- Data extract

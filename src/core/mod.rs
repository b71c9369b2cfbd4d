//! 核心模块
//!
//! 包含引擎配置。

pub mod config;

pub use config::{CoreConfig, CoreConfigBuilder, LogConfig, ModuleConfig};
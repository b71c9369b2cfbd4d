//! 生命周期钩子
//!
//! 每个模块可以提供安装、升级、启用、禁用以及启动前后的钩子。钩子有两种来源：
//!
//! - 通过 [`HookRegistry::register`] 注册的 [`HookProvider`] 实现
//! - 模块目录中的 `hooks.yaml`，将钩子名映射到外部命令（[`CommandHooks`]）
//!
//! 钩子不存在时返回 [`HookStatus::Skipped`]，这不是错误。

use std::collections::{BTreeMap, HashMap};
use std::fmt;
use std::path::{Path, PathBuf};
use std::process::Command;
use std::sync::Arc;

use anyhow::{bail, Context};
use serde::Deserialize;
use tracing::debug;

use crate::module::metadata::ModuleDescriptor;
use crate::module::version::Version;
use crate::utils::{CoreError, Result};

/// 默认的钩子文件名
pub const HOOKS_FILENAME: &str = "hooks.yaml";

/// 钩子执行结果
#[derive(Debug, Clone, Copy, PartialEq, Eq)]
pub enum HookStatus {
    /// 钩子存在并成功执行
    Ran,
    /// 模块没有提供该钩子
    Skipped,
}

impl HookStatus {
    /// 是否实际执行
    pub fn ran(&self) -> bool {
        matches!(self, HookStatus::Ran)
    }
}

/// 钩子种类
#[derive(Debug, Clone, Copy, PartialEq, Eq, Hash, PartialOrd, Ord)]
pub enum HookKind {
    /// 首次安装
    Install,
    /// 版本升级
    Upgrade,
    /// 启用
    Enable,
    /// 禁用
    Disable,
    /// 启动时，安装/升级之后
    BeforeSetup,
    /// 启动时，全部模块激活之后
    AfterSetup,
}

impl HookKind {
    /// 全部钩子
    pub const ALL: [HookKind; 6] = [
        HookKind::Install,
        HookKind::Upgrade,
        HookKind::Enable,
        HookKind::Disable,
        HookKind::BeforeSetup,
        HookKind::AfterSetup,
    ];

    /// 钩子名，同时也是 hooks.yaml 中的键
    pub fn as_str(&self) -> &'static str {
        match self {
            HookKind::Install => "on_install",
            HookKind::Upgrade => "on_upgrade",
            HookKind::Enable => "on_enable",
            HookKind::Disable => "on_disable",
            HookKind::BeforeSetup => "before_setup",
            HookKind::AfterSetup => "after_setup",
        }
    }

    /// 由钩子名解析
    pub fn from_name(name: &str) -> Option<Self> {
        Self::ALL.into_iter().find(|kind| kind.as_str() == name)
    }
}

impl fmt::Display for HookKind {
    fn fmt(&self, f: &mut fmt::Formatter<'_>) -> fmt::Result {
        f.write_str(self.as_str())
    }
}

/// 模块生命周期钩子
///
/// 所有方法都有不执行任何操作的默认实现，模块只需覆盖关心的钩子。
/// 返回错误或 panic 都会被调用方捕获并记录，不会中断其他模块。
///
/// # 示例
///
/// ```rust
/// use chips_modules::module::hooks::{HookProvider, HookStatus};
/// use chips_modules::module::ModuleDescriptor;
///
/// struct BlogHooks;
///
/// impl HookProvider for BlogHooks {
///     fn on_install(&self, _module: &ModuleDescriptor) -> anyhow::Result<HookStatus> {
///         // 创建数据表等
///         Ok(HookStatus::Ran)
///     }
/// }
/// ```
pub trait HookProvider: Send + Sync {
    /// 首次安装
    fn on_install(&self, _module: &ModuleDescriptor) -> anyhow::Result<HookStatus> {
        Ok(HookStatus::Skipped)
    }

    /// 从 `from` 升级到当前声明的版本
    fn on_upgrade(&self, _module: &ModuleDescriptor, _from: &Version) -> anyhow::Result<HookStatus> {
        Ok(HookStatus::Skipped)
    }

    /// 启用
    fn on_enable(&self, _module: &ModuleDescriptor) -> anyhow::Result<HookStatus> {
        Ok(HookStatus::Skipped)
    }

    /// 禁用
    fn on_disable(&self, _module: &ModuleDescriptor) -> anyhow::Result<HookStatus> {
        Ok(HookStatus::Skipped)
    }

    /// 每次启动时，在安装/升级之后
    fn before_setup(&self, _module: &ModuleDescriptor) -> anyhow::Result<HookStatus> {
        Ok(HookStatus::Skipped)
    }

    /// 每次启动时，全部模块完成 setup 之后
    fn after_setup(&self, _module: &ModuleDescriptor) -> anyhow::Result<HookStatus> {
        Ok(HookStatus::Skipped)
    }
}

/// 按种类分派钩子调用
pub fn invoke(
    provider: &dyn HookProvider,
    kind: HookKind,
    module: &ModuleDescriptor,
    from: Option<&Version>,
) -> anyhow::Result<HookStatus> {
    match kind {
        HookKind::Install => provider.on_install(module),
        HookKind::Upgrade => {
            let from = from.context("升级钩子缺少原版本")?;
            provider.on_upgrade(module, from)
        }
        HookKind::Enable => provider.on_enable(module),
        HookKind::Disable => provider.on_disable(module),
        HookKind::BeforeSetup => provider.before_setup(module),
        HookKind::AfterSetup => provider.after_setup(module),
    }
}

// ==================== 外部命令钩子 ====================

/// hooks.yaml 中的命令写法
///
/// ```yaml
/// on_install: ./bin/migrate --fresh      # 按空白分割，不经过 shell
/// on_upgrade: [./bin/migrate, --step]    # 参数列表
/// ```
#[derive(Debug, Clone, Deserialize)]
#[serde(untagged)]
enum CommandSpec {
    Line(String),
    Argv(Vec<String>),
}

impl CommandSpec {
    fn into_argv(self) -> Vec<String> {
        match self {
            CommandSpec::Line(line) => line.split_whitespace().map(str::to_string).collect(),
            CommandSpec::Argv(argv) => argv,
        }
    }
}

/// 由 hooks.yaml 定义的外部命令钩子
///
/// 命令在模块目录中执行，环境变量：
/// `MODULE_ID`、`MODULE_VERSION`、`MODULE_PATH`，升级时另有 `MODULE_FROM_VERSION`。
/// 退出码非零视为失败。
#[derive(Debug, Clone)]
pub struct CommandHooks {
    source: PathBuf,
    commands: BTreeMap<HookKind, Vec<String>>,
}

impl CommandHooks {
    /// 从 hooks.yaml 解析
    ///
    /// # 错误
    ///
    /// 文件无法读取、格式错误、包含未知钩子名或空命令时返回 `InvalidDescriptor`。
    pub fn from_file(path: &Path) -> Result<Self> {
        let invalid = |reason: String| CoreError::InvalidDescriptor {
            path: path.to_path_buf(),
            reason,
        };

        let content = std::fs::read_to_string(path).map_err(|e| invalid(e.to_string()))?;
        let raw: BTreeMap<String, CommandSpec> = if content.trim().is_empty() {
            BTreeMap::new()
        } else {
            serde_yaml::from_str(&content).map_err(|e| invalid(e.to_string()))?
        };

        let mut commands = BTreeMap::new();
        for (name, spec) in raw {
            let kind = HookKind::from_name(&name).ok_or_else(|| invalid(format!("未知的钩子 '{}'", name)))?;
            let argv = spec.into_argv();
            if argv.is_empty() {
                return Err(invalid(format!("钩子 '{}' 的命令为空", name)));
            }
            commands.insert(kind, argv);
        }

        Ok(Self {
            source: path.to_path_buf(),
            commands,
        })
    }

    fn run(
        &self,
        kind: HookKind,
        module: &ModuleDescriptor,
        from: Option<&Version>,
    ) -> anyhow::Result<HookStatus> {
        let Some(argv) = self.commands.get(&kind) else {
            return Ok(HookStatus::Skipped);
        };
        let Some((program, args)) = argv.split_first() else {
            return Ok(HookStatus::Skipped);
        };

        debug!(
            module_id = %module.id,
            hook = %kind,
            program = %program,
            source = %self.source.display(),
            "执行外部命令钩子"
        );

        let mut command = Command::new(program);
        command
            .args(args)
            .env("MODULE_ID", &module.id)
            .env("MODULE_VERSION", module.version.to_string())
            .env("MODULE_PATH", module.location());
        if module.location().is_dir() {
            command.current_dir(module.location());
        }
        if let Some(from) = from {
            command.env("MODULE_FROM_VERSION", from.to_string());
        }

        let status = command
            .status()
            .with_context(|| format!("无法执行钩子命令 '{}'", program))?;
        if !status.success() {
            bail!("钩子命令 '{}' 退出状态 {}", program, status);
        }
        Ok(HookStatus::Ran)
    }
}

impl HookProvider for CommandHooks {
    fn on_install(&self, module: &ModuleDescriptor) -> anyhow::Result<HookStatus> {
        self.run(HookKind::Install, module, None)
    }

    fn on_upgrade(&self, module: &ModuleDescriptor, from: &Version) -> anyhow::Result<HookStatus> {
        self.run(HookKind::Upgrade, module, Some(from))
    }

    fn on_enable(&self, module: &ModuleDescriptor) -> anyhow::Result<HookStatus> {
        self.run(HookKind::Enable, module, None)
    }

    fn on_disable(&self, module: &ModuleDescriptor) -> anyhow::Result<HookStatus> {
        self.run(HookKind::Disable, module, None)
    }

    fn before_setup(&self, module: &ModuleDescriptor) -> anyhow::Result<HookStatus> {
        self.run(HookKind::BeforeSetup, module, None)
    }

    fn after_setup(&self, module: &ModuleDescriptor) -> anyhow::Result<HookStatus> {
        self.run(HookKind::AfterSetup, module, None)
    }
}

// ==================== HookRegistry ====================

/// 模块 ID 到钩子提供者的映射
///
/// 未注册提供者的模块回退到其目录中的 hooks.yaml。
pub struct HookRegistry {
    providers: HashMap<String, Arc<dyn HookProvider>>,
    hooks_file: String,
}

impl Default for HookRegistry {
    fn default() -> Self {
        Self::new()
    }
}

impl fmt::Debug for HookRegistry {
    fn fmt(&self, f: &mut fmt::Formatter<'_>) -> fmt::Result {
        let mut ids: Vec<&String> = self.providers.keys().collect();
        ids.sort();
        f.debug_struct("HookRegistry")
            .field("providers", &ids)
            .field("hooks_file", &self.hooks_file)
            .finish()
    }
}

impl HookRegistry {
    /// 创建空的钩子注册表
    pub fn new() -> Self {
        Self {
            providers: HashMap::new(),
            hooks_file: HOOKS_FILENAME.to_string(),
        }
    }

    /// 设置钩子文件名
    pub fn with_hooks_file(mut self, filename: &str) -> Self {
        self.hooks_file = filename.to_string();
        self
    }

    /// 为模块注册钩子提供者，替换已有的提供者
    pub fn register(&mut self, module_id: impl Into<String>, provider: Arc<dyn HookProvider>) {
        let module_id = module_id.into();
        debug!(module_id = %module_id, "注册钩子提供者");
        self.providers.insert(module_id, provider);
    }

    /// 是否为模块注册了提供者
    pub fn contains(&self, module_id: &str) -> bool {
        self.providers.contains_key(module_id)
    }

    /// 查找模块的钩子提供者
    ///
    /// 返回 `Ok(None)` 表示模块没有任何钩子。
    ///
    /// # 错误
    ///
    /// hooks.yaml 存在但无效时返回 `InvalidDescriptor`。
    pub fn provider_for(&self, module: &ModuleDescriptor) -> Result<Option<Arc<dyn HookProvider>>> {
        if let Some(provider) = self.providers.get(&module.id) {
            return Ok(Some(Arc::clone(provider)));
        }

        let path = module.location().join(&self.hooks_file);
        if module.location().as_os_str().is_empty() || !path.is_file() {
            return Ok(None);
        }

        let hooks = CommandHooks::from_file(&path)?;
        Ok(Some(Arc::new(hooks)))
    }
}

- Your assignment
Only lines containing the word "CommandSpec" matter here: count them in the entries and give the number, nothing else.

- Answer
5